◆ EXERCISE DETAILS
Match on the string "resources" in the entries below and return every matching line.

◆ DATA LISTING
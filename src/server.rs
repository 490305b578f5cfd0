// ABOUTME: HTTP server lifecycle for the chat relay
// ABOUTME: Binds the listener, serves the router, and drains in-flight requests on shutdown
//
// SPDX-License-Identifier: MIT OR Apache-2.0
// Copyright (c) 2025 Pierre Fitness Intelligence

use std::net::SocketAddr;
use std::sync::Arc;

use anyhow::{Context, Result};
use tokio::net::TcpListener;
use tracing::{info, warn};

use crate::config::ServerConfig;
use crate::constants::routes;
use crate::resources::ServerResources;
use crate::routes::build_router;

/// Chat relay HTTP server
pub struct RelayServer {
    resources: Arc<ServerResources>,
    config: ServerConfig,
}

impl RelayServer {
    /// Create a server over prepared resources
    #[must_use]
    pub fn new(resources: Arc<ServerResources>, config: ServerConfig) -> Self {
        Self { resources, config }
    }

    /// Serve until Ctrl-C or SIGTERM
    ///
    /// In-flight streams keep running to completion while the listener closes.
    ///
    /// # Errors
    ///
    /// Returns an error if the port cannot be bound or the server fails
    pub async fn run(self) -> Result<()> {
        let addr = SocketAddr::from(([0, 0, 0, 0], self.config.http_port));
        let listener = TcpListener::bind(addr)
            .await
            .with_context(|| format!("Failed to bind {addr}"))?;

        let app = build_router(self.resources, &self.config);
        info!("Chat relay listening on http://{addr}");
        info!("   Completions: POST {}", routes::CHAT_COMPLETIONS);
        info!("   Titles:      POST {}", routes::CHAT_TITLES);
        info!("   Health:      GET  {}", routes::HEALTH);

        axum::serve(listener, app)
            .with_graceful_shutdown(shutdown_signal())
            .await
            .context("Server error")?;

        info!("Chat relay stopped");
        Ok(())
    }
}

async fn shutdown_signal() {
    let ctrl_c = async {
        if let Err(e) = tokio::signal::ctrl_c().await {
            warn!("Failed to listen for Ctrl-C: {e}");
            std::future::pending::<()>().await;
        }
    };

    #[cfg(unix)]
    let terminate = async {
        match tokio::signal::unix::signal(tokio::signal::unix::SignalKind::terminate()) {
            Ok(mut signal) => {
                signal.recv().await;
            }
            Err(e) => {
                warn!("Failed to listen for SIGTERM: {e}");
                std::future::pending::<()>().await;
            }
        }
    };

    #[cfg(not(unix))]
    let terminate = std::future::pending::<()>();

    tokio::select! {
        () = ctrl_c => {},
        () = terminate => {},
    }
    info!("Shutdown signal received");
}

◆ SOLUTION TO THE PROBLEM
use crate::resources::ServerResources;
    resources: Arc<ServerResources>,
    /// Create a server over prepared resources
    pub fn new(resources: Arc<ServerResources>, config: ServerConfig) -> Self {
        Self { resources, config }
        let app = build_router(self.resources, &self.config);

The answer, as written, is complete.